H N Schifferstein. Percept Psychophys. 1994 Aug.

Abstract

Two experiments investigated whether stimulus context affects ratings for mixtures of dissimilartasting substances (fructose/citric acid) to the same degree that it affects ratings for unmixed substances (fructose). In Experiment 1, replacing mixtures by equisweet unmixed fructose solutions produced virtually no response shifts. The proportion of mixtures in the stimulus set affected only slightly the degree of mixture suppression inferred from the responses. In Experiment 2, both the stimulus type (mixed or unmixed) and the stimulus distribution (positively versus negatively skewed) affected the responses. Several factors that determine the impact of contextual changes are identified: (a) the stage in stimulus processing affected--that of representation on the internal continuum or that of response selection; (b) the size and sources of variation in the affected process; and (c) the degree to which a stimulus is perceptually integrated in the context.
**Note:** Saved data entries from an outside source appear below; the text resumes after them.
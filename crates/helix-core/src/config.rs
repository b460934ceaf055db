//! Runtime configuration loaded from TOML.
//!
//! ```toml
//! [engine]
//! history_size = 50
//! slow_step_threshold_ms = 200
//!
//! [telemetry]
//! channel_capacity = 512
//!
//! [logging]
//! level = "debug"
//! json = true
//! ```
//!
//! Every field has a default; missing sections fall back to them.

use std::path::Path;
use std::str::FromStr;

use serde::{Deserialize, Serialize};
use thiserror::Error;

/// Errors that can occur when loading configuration.
#[derive(Debug, Error)]
pub enum ConfigError {
    /// I/O error reading the config file.
    #[error("I/O error: {0}")]
    Io(#[from] std::io::Error),

    /// TOML parsing error.
    #[error("TOML parse error: {0}")]
    TomlParse(#[from] toml::de::Error),

    /// A value is out of range.
    #[error("Configuration validation error: {0}")]
    Validation(String),
}

/// Workflow engine settings.
#[derive(Debug, Clone, PartialEq, Eq, Serialize, Deserialize)]
#[serde(default)]
pub struct EngineConfig {
    /// Finished runs kept in history before the oldest is evicted.
    pub history_size: usize,
    /// Step duration above which a `low`/`medium` suggestion is raised.
    pub slow_step_threshold_ms: u64,
    /// Step duration above which the suggestion becomes `high`.
    pub critical_step_threshold_ms: u64,
    /// Timeout applied to steps that set none.
    pub default_step_timeout_ms: Option<u64>,
}

impl Default for EngineConfig {
    fn default() -> Self {
        Self {
            history_size: 100,
            slow_step_threshold_ms: 100,
            critical_step_threshold_ms: 500,
            default_step_timeout_ms: None,
        }
    }
}

/// Telemetry bridge settings.
#[derive(Debug, Clone, PartialEq, Eq, Serialize, Deserialize)]
#[serde(default)]
pub struct TelemetryConfig {
    /// Broadcast channel capacity; slow receivers lag past this.
    pub channel_capacity: usize,
}

impl Default for TelemetryConfig {
    fn default() -> Self {
        Self { channel_capacity: 256 }
    }
}

/// Log output settings.
#[derive(Debug, Clone, PartialEq, Eq, Serialize, Deserialize)]
#[serde(default)]
pub struct LoggingConfig {
    /// Default filter directive, overridden by `RUST_LOG`.
    pub level: String,
    /// Emit JSON lines instead of human-readable output.
    pub json: bool,
}

impl Default for LoggingConfig {
    fn default() -> Self {
        Self { level: "info".to_string(), json: false }
    }
}

/// Top-level configuration.
#[derive(Debug, Clone, Default, PartialEq, Eq, Serialize, Deserialize)]
#[serde(default)]
pub struct HelixConfig {
    /// Engine settings.
    pub engine: EngineConfig,
    /// Telemetry settings.
    pub telemetry: TelemetryConfig,
    /// Logging settings.
    pub logging: LoggingConfig,
}

impl HelixConfig {
    /// Loads and validates a TOML file.
    ///
    /// # Errors
    /// Returns error if the file cannot be read, parsed or validated.
    pub fn from_file(path: impl AsRef<Path>) -> Result<Self, ConfigError> {
        let content = std::fs::read_to_string(path)?;
        content.parse()
    }

    /// Checks value ranges.
    ///
    /// # Errors
    /// Returns [`ConfigError::Validation`] describing the first bad value.
    pub fn validate(&self) -> Result<(), ConfigError> {
        if self.engine.history_size == 0 {
            return Err(ConfigError::Validation("engine.history_size must be > 0".to_string()));
        }
        if self.engine.critical_step_threshold_ms < self.engine.slow_step_threshold_ms {
            return Err(ConfigError::Validation(
                "engine.critical_step_threshold_ms must be >= slow_step_threshold_ms".to_string(),
            ));
        }
        if self.engine.default_step_timeout_ms == Some(0) {
            return Err(ConfigError::Validation(
                "engine.default_step_timeout_ms must be > 0 when set".to_string(),
            ));
        }
        if self.telemetry.channel_capacity == 0 {
            return Err(ConfigError::Validation(
                "telemetry.channel_capacity must be > 0".to_string(),
            ));
        }
        if self.logging.level.trim().is_empty() {
            return Err(ConfigError::Validation("logging.level must not be empty".to_string()));
        }
        Ok(())
    }
}

impl FromStr for HelixConfig {
    type Err = ConfigError;

    fn from_str(s: &str) -> Result<Self, Self::Err> {
        let config: Self = toml::from_str(s)?;
        config.validate()?;
        Ok(config)
    }
}

#[cfg(test)]
mod tests {
    use super::*;
    use tempfile::TempDir;

    #[test]
    fn test_defaults() {
        let config = HelixConfig::default();
        assert_eq!(config.engine.history_size, 100);
        assert_eq!(config.engine.slow_step_threshold_ms, 100);
        assert_eq!(config.engine.critical_step_threshold_ms, 500);
        assert_eq!(config.telemetry.channel_capacity, 256);
        assert_eq!(config.logging.level, "info");
        assert!(config.validate().is_ok());
    }

    #[test]
    fn test_partial_toml_keeps_defaults() {
        let config: HelixConfig = "[engine]\nhistory_size = 5\n".parse().unwrap();
        assert_eq!(config.engine.history_size, 5);
        assert_eq!(config.engine.slow_step_threshold_ms, 100);
        assert!(!config.logging.json);
    }

    #[test]
    fn test_from_file() {
        let temp = TempDir::new().unwrap();
        let path = temp.path().join("helix.toml");
        std::fs::write(
            &path,
            r#"
[engine]
default_step_timeout_ms = 2000

[logging]
level = "debug"
json = true
"#,
        )
        .unwrap();

        let config = HelixConfig::from_file(&path).unwrap();
        assert_eq!(config.engine.default_step_timeout_ms, Some(2000));
        assert_eq!(config.logging.level, "debug");
        assert!(config.logging.json);
    }

    #[test]
    fn test_invalid_values_are_rejected() {
        assert!(matches!(
            "[engine]\nhistory_size = 0\n".parse::<HelixConfig>(),
            Err(ConfigError::Validation(_))
        ));
        assert!(matches!(
            "[engine]\nslow_step_threshold_ms = 900\n".parse::<HelixConfig>(),
            Err(ConfigError::Validation(_))
        ));
        assert!(matches!("engine = 3".parse::<HelixConfig>(), Err(ConfigError::TomlParse(_))));
    }

    #[test]
    fn test_missing_file() {
        let temp = TempDir::new().unwrap();
        assert!(matches!(
            HelixConfig::from_file(temp.path().join("nope.toml")),
            Err(ConfigError::Io(_))
        ));
    }
}
//! Telemetry subscribers never affect workflow results.

mod common;

use std::sync::Arc;

use common::{ScriptedExecutor, step};
use helix_core::telemetry::{
    MetricsAggregator, MetricsSubscriber, TelemetryBridge, TelemetryError, TelemetryEvent,
    TelemetrySubscriber,
};
use helix_core::workflow::{RetryPolicy, WorkflowDefinition, WorkflowEngine, WorkflowStep};
use serde_json::json;

struct Broken;

impl TelemetrySubscriber for Broken {
    fn name(&self) -> &str {
        "broken"
    }

    fn on_event(&self, event: &TelemetryEvent) -> helix_core::telemetry::Result<()> {
        if event.event_name.ends_with("complete") {
            panic!("cannot handle {}", event.event_name);
        }
        Err(TelemetryError::SubscriberFailed {
            subscriber: "broken".to_string(),
            message: "sink offline".to_string(),
        })
    }
}

fn workflow() -> WorkflowDefinition {
    WorkflowDefinition::new(
        "wf",
        "observed",
        vec![
            step("a"),
            WorkflowStep::parallel("fan", vec![step("x"), step("y").with_skip_if("true")]),
            step("b")
                .with_config("alwaysFail", json!(true))
                .with_retry(RetryPolicy::new(2, 0))
                .with_on_error("c"),
            step("c"),
        ],
    )
}

fn engine(telemetry: TelemetryBridge) -> WorkflowEngine {
    WorkflowEngine::builder()
        .executor(Arc::new(ScriptedExecutor::new()))
        .telemetry(telemetry)
        .build()
}

#[tokio::test]
async fn test_broken_subscribers_do_not_change_results() {
    let quiet = engine(TelemetryBridge::default()).execute(&workflow()).await;

    let telemetry = TelemetryBridge::default();
    telemetry.add_subscriber(Arc::new(Broken));
    let noisy = engine(telemetry).execute(&workflow()).await;

    assert_eq!(noisy.status, quiet.status);
    assert_eq!(noisy.step_statuses, quiet.step_statuses);
    assert_eq!(noisy.error, quiet.error);
    assert_eq!(noisy.node_results.len(), quiet.node_results.len());
}

#[tokio::test]
async fn test_events_for_one_run_arrive_in_order() {
    let telemetry = TelemetryBridge::default();
    let mut rx = telemetry.subscribe();
    let result = engine(telemetry).execute(&workflow()).await;
    assert!(result.is_success());

    let mut names = Vec::new();
    while let Ok(event) = rx.try_recv() {
        names.push(event.event_name);
    }
    assert_eq!(names.first().map(String::as_str), Some("workflow:start"));
    assert_eq!(names.last().map(String::as_str), Some("workflow:complete"));
    let position = |name: &str| names.iter().position(|n| n == name).unwrap();
    assert!(position("workflow:step:skipped") < position("workflow:step:failed"));
    assert_eq!(names.iter().filter(|n| *n == "workflow:step:failed").count(), 1);
}

#[tokio::test]
async fn test_metrics_distribution_matches_total_events() {
    let aggregator = MetricsAggregator::new();
    let telemetry = TelemetryBridge::default();
    telemetry.add_subscriber(Arc::new(MetricsSubscriber::new(aggregator.clone())));
    telemetry.add_subscriber(Arc::new(Broken));
    let engine = engine(telemetry);

    let first = engine.execute(&workflow()).await;
    let second = engine.execute(&workflow()).await;

    let all = aggregator.get_all_metrics();
    assert_eq!(all.total_sessions, 2);
    assert_eq!(all.event_distribution.values().sum::<u64>(), all.total_events);
    assert_eq!(all.event_distribution["workflow:start"], 2);

    let session = aggregator.get_session_metrics(&first.execution_id).unwrap();
    assert_eq!(session.event_counts["workflow:complete"], 1);
    let ended = aggregator.end_session(&second.execution_id).unwrap();
    assert!(ended.ended);
}
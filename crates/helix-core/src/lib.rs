//! Helix Core - workflow execution with hooks, telemetry and run scoring.
//!
//! This crate provides:
//! - Lifecycle hooks with priority ordering and failure isolation
//! - A telemetry bridge with synchronous subscribers and a broadcast stream
//! - The workflow engine (guards, retries, timeouts, jumps, parallel groups)
//! - Pluggable evaluators that score finished runs
//!
//! # Example
//!
//! ```rust,no_run
//! use std::sync::Arc;
//!
//! use async_trait::async_trait;
//! use helix_core::workflow::{
//!     ExecutionContext, StepError, StepExecutor, StepOutput, WorkflowDefinition, WorkflowEngine,
//!     WorkflowStep,
//! };
//!
//! struct Echo;
//!
//! #[async_trait]
//! impl StepExecutor for Echo {
//!     fn step_type(&self) -> &str {
//!         "echo"
//!     }
//!
//!     async fn execute(
//!         &self,
//!         step: &WorkflowStep,
//!         _context: &ExecutionContext,
//!     ) -> Result<StepOutput, StepError> {
//!         Ok(StepOutput::new(serde_json::Value::Object(step.config.clone())))
//!     }
//! }
//!
//! #[tokio::main]
//! async fn main() {
//!     let engine = WorkflowEngine::builder().executor(Arc::new(Echo)).build();
//!     let definition =
//!         WorkflowDefinition::new("hello", "Hello", vec![WorkflowStep::new("greet", "echo")]);
//!     let result = engine.execute(&definition).await;
//!     println!("{}: {}", result.execution_id, result.status);
//! }
//! ```

pub mod config;
pub mod evaluation;
pub mod hooks;
pub mod logging;
pub mod telemetry;
pub mod workflow;

pub use config::{ConfigError, EngineConfig, HelixConfig, LoggingConfig, TelemetryConfig};
pub use evaluation::{
    DurationEvaluator, EvaluationReport, EvaluatorError, EvaluatorPlugin, EvaluatorRegistry,
    Scores, SuccessRateEvaluator, TokenUsageEvaluator,
};
pub use hooks::{FnHook, Hook, HookContext, HookError, HookEvent, HookRegistry, HookResult};
pub use logging::init_logging;
pub use telemetry::{MetricsAggregator, MetricsSubscriber, TelemetryBridge, TelemetryEvent};
pub use workflow::{
    ExecutionContext, StepError, StepExecutor, StepOutput, StepResult, StepStatus,
    WorkflowDefinition, WorkflowEngine, WorkflowError, WorkflowResult, WorkflowStatus,
    WorkflowStep,
};
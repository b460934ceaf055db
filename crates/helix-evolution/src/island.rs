//! Island sub-populations.
//!
//! Each island evolves on its own random stream and keeps its own elite
//! grid. Islands only interact through [`migrate`], which the optimizer
//! calls between generations.

use futures::future::join_all;
use rand::Rng;
use rand::rngs::StdRng;
use tracing::debug;

use crate::config::OptimizerConfig;
use crate::crossover::crossover;
use crate::genome::{EvoAsset, Genome, GenomeOrigin};
use crate::grid::EliteGrid;
use crate::mutation::MutationRegistry;
use crate::pareto::{compare_by_mean, rank_assets};
use crate::runner::Scorer;
use crate::selection::tournament;

/// One independently evolving population.
#[derive(Debug)]
pub struct Island {
    id: usize,
    population: Vec<EvoAsset>,
    grid: EliteGrid,
    rng: StdRng,
}

impl Island {
    pub(crate) fn new(id: usize, grid: EliteGrid, rng: StdRng) -> Self {
        Self { id, population: Vec::new(), grid, rng }
    }

    /// Island index.
    pub fn id(&self) -> usize {
        self.id
    }

    /// Current population.
    pub fn population(&self) -> &[EvoAsset] {
        &self.population
    }

    /// The island's elite grid.
    pub fn grid(&self) -> &EliteGrid {
        &self.grid
    }

    /// Highest mean score in the population.
    pub fn best(&self) -> Option<&EvoAsset> {
        self.population.iter().max_by(|a, b| compare_by_mean(a, b))
    }

    /// Fills the island with `size` evaluated genomes.
    ///
    /// Island 0 keeps the base genome itself; every other seed is a
    /// mutation of it. Returns the newly evaluated assets.
    pub(crate) async fn seed(
        &mut self,
        base: &Genome,
        size: usize,
        mutations: &MutationRegistry,
        scorer: &Scorer<'_>,
    ) -> Vec<EvoAsset> {
        let mut genomes = Vec::with_capacity(size);
        if self.id == 0 {
            genomes.push(base.clone());
        }
        while genomes.len() < size {
            let parents = vec![base.id.clone()];
            let genome = match mutations.mutate(&base.definition, &mut self.rng) {
                Some((strategy, definition)) => {
                    Genome::offspring(definition, 0, parents, GenomeOrigin::Mutation { strategy })
                }
                None => Genome::offspring(base.definition.clone(), 0, parents, GenomeOrigin::Reproduction),
            };
            genomes.push(genome);
        }

        let id = self.id;
        let evaluated = join_all(genomes.into_iter().map(|g| scorer.score(g, id))).await;
        for asset in &evaluated {
            self.grid.insert(asset);
        }
        self.population.clone_from(&evaluated);
        debug!(island = id, size = evaluated.len(), "Seeded island");
        evaluated
    }

    /// Replaces the population with elites plus freshly bred offspring.
    ///
    /// The population size is unchanged. Elites are carried over without
    /// re-evaluation. Returns the newly evaluated offspring.
    pub(crate) async fn advance(
        &mut self,
        generation: u32,
        config: &OptimizerConfig,
        mutations: &MutationRegistry,
        scorer: &Scorer<'_>,
    ) -> Vec<EvoAsset> {
        let size = self.population.len();
        let elites: Vec<EvoAsset> =
            rank_assets(&self.population).into_iter().take(config.elite_count.min(size)).collect();

        let mut genomes = Vec::with_capacity(size.saturating_sub(elites.len()));
        while elites.len() + genomes.len() < size {
            let Some(genome) = self.breed(generation, config, mutations) else {
                break;
            };
            genomes.push(genome);
        }

        let id = self.id;
        let offspring = join_all(genomes.into_iter().map(|g| scorer.score(g, id))).await;
        for asset in &offspring {
            self.grid.insert(asset);
        }
        self.population = elites.into_iter().chain(offspring.iter().cloned()).collect();
        debug!(island = id, generation, offspring = offspring.len(), "Advanced island");
        offspring
    }

    fn breed(
        &mut self,
        generation: u32,
        config: &OptimizerConfig,
        mutations: &MutationRegistry,
    ) -> Option<Genome> {
        let population = &self.population;
        let rng = &mut self.rng;

        let first = tournament(population, config.tournament_size, rng)?;
        let mut parent_ids = vec![first.id().to_string()];
        let mut origin = GenomeOrigin::Reproduction;
        let mut definition = first.definition().clone();

        if population.len() > 1
            && rng.gen_bool(config.crossover_rate)
            && let Some(second) = tournament(population, config.tournament_size, rng)
        {
            definition = crossover(first.definition(), second.definition(), rng);
            parent_ids.push(second.id().to_string());
            origin = GenomeOrigin::Crossover;
        }
        if rng.gen_bool(config.mutation_rate)
            && let Some((strategy, mutated)) = mutations.mutate(&definition, rng)
        {
            definition = mutated;
            origin = GenomeOrigin::Mutation { strategy };
        }

        Some(Genome::offspring(definition, generation, parent_ids, origin))
    }

    /// Copies of the `count` best assets.
    pub(crate) fn emigrants(&self, count: usize) -> Vec<EvoAsset> {
        rank_assets(&self.population).into_iter().take(count).collect()
    }

    /// Replaces the worst assets with incoming ones.
    ///
    /// Migrants already present are ignored, so exactly as many assets are
    /// removed as are added.
    pub(crate) fn receive(&mut self, migrants: Vec<EvoAsset>) {
        let size = self.population.len();
        let incoming: Vec<EvoAsset> = migrants
            .into_iter()
            .filter(|m| !self.population.iter().any(|p| p.id() == m.id()))
            .take(size)
            .map(|m| m.relocated(self.id))
            .collect();
        if incoming.is_empty() {
            return;
        }

        let mut ranked = rank_assets(&self.population);
        ranked.truncate(size - incoming.len());
        for asset in &incoming {
            self.grid.insert(asset);
        }
        debug!(island = self.id, migrants = incoming.len(), "Received migrants");
        ranked.extend(incoming);
        self.population = ranked;
    }
}

/// Ring migration: island `i` sends its best `count` assets to island
/// `(i + 1) % n`. All emigrants are chosen before any island receives.
pub(crate) fn migrate(islands: &mut [Island], count: usize) {
    let n = islands.len();
    if n < 2 || count == 0 {
        return;
    }
    let outgoing: Vec<Vec<EvoAsset>> = islands.iter().map(|island| island.emigrants(count)).collect();
    for (from, migrants) in outgoing.into_iter().enumerate() {
        islands[(from + 1) % n].receive(migrants);
    }
}

#[cfg(test)]
mod tests {
    use super::*;
    use crate::genome::tests::asset;
    use rand::SeedableRng;

    fn island(id: usize, scores: &[f64]) -> Island {
        let mut island = Island::new(id, EliteGrid::new(3, &[]), StdRng::seed_from_u64(id as u64));
        island.population = scores.iter().map(|s| asset(&[("x", *s)], 0).relocated(id)).collect();
        island
    }

    #[test]
    fn test_ring_migration_keeps_sizes() {
        let mut islands = vec![island(0, &[0.1, 0.2, 0.9]), island(1, &[0.3, 0.4, 0.5]), island(2, &[0.6, 0.0, 0.0])];
        for _ in 0..4 {
            migrate(&mut islands, 2);
            for island in &islands {
                assert_eq!(island.population().len(), 3);
                assert!(island.population().iter().all(|a| a.island() == island.id()));
            }
        }
    }

    #[test]
    fn test_migrants_replace_the_worst() {
        let mut islands = vec![island(0, &[0.9, 0.1]), island(1, &[0.5, 0.4])];
        migrate(&mut islands, 1);
        let scores: Vec<f64> = islands[1].population().iter().map(|a| a.fitness().score("x")).collect();
        assert!(scores.contains(&0.9));
        assert!(scores.contains(&0.5));
        assert!(!scores.contains(&0.4));
        // Island 0 got island 1's best in place of its worst.
        let scores: Vec<f64> = islands[0].population().iter().map(|a| a.fitness().score("x")).collect();
        assert!(scores.contains(&0.5) && scores.contains(&0.9));
    }

    #[test]
    fn test_single_island_does_not_migrate() {
        let mut islands = vec![island(0, &[0.9, 0.1])];
        let before: Vec<String> = islands[0].population().iter().map(|a| a.id().to_string()).collect();
        migrate(&mut islands, 1);
        let after: Vec<String> = islands[0].population().iter().map(|a| a.id().to_string()).collect();
        assert_eq!(before, after);
    }
}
In the present study, the sweetness of fructose/citric acid mixtures was largely, but not completely, integrated with the sweetness of unmixed fructose solutions. It is suggested that increased stimulus complexity makes mixture ratings more susceptible to contextual shifts. An analysis relating the size of the contextual shift to the degree of response variability suggests that response-selection processes are more important in determining the responses for unmixed stimuli than they are in determining the responses for mixtures.